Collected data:
━━━━━━━━━━━━━━━━━━━━

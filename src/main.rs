//! MistKeeper firmware entry point.
//!
//! Boot brings the peripherals to a safe state, then hands the work to
//! four loops: three pinned tasks plus the control loop on the main
//! thread. They share nothing but [`state::SharedState`].
//!
//! ```text
//! ┌──────────────────────────────────────────────────────────────┐
//! │ Core 0 (PRO_CPU)                     Core 1 (APP_CPU)        │
//! │                                                              │
//! │  climate task ──► SharedState ◄───── display task            │
//! │  water task ────► SharedState            │                   │
//! │  control loop ◄── SharedState         SSD1306                │
//! │  (main thread)                                               │
//! │       │                                                      │
//! │       └─► valve relay + pump PWM + status back to state      │
//! └──────────────────────────────────────────────────────────────┘
//! ```
#![deny(unused_must_use)]

// ── Module declarations ───────────────────────────────────────
pub mod config;
mod error;
mod pins;

pub mod control;
pub mod display;
pub mod ports;
pub mod sensors;
pub mod state;
pub mod tasks;

mod drivers;

// ── Imports ───────────────────────────────────────────────────
use std::sync::{Arc, Mutex};
use std::time::Duration;

use anyhow::Result;
use embedded_hal_bus::i2c::MutexDevice;
use esp_idf_hal::delay::FreeRtos;
use esp_idf_hal::i2c::{I2cConfig, I2cDriver};
use esp_idf_hal::peripherals::Peripherals;
use esp_idf_hal::units::Hertz;
use log::{error, info, warn};

use config::SystemConfig;
use control::Arbiter;
use drivers::hardware::HardwareActuators;
use drivers::pump::PumpDriver;
use drivers::task_pin::{Core, spawn_on_core};
use drivers::valve::ValveDriver;
use sensors::climate::ClimateSensor;
use sensors::water_level::FloatSwitch;
use state::SharedState;

// ── I2C scan ──────────────────────────────────────────────────

/// Walk the 7-bit address space and log every responder.  Runs once at
/// boot before the bus is handed to the drivers, so a missing device
/// (DHT20 at 0x38, SSD1306 at 0x3C) shows up in the boot log rather
/// than as a stream of driver errors.
fn scan_i2c(bus: &mut impl embedded_hal::i2c::I2c) {
    let mut found = 0u32;
    for addr in 1u8..127 {
        if bus.write(addr, &[]).is_ok() {
            info!("I2C device found at 0x{:02X}", addr);
            found += 1;
        }
    }
    info!("I2C scan complete: {} device(s)", found);
}

// ── Main ──────────────────────────────────────────────────────

fn main() -> Result<()> {
    // ── 1. ESP-IDF bootstrap ──────────────────────────────────
    esp_idf_svc::sys::link_patches();
    esp_idf_logger::init()?;

    info!("╔══════════════════════════════════════╗");
    info!("║  MistKeeper v{}                      ║", env!("CARGO_PKG_VERSION"));
    info!("╚══════════════════════════════════════╝");

    let config = SystemConfig::default();
    match serde_json::to_string(&config) {
        Ok(json) => info!("Active configuration: {}", json),
        Err(e) => warn!("Could not serialise configuration: {}", e),
    }

    // ── 2. Peripheral bring-up ────────────────────────────────
    if let Err(e) = drivers::hw_init::init_peripherals() {
        // The valve relay and the pump MOSFET are in unknown states if
        // this fails; refusing to run is the only safe option.
        error!("HAL init failed: {} - halting", e);
        #[allow(clippy::empty_loop)]
        loop {}
    }

    let peripherals = Peripherals::take()?;
    // Typed pins are named statically here; keep in sync with pins.rs.
    let mut i2c = I2cDriver::new(
        peripherals.i2c0,
        peripherals.pins.gpio21,
        peripherals.pins.gpio22,
        &I2cConfig::new().baudrate(Hertz(pins::I2C_FREQ_HZ)),
    )?;
    info!(
        "I2C up on SDA=GPIO{} SCL=GPIO{} at {} Hz",
        pins::I2C_SDA_GPIO,
        pins::I2C_SCL_GPIO,
        pins::I2C_FREQ_HZ
    );
    scan_i2c(&mut i2c);

    // Both bus devices live for the rest of the firmware; leaking the
    // mutex gives each task a 'static handle without an Arc per device.
    let bus: &'static Mutex<I2cDriver<'static>> = Box::leak(Box::new(Mutex::new(i2c)));

    // Bring the panel up before anything spawns; the splash covers boot.
    let panel = display::Panel::new(MutexDevice::new(bus))?;
    info!("Display up (SSD1306 128x64 at 0x3C)");

    let shared = Arc::new(SharedState::new());

    // ── 3. Task spawn ─────────────────────────────────────────
    //
    // Sampling and control are pinned to the PRO core.  The display
    // renders on the APP core so a slow panel flush can never hold up
    // a control tick.
    {
        let state = Arc::clone(&shared);
        let sensor = ClimateSensor::new(
            MutexDevice::new(bus),
            FreeRtos,
            config.humidity_offset_percent,
        );
        let interval = Duration::from_millis(config.sensor_read_interval_ms as u64);
        spawn_on_core(Core::Pro, 6, "climate\0", move || {
            tasks::sensor_loop(sensor, &state, interval);
        });
    }

    {
        let state = Arc::clone(&shared);
        let samples = config.water_debounce_samples;
        let interval = Duration::from_millis(config.water_poll_interval_ms as u64);
        spawn_on_core(Core::Pro, 4, "water\0", move || {
            tasks::water_loop(FloatSwitch::new(), &state, samples, interval);
        });
    }

    {
        let state = Arc::clone(&shared);
        let refresh = Duration::from_millis(config.display_refresh_interval_ms as u64);
        spawn_on_core(Core::App, 8, "display\0", move || {
            panel.run(&state, refresh);
        });
    }

    info!("System ready. Entering control loop.");

    // ── 4. Control loop ───────────────────────────────────────
    //
    // The main task becomes the control task.  It owns the actuators
    // outright; nothing else in the firmware can touch the valve or
    // the pump.
    tasks::control_loop(
        Arbiter::new(&config),
        HardwareActuators::new(ValveDriver::new(), PumpDriver::new()),
        &shared,
        Duration::from_millis(config.control_tick_interval_ms as u64),
    )
}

━━━━━━━━━━━━━━━━━━━━

Find the word "Arbiter" in the entries above. Copy every line that has it.

● **Solution to this task**:
use control::Arbiter;
        Arbiter::new(&config),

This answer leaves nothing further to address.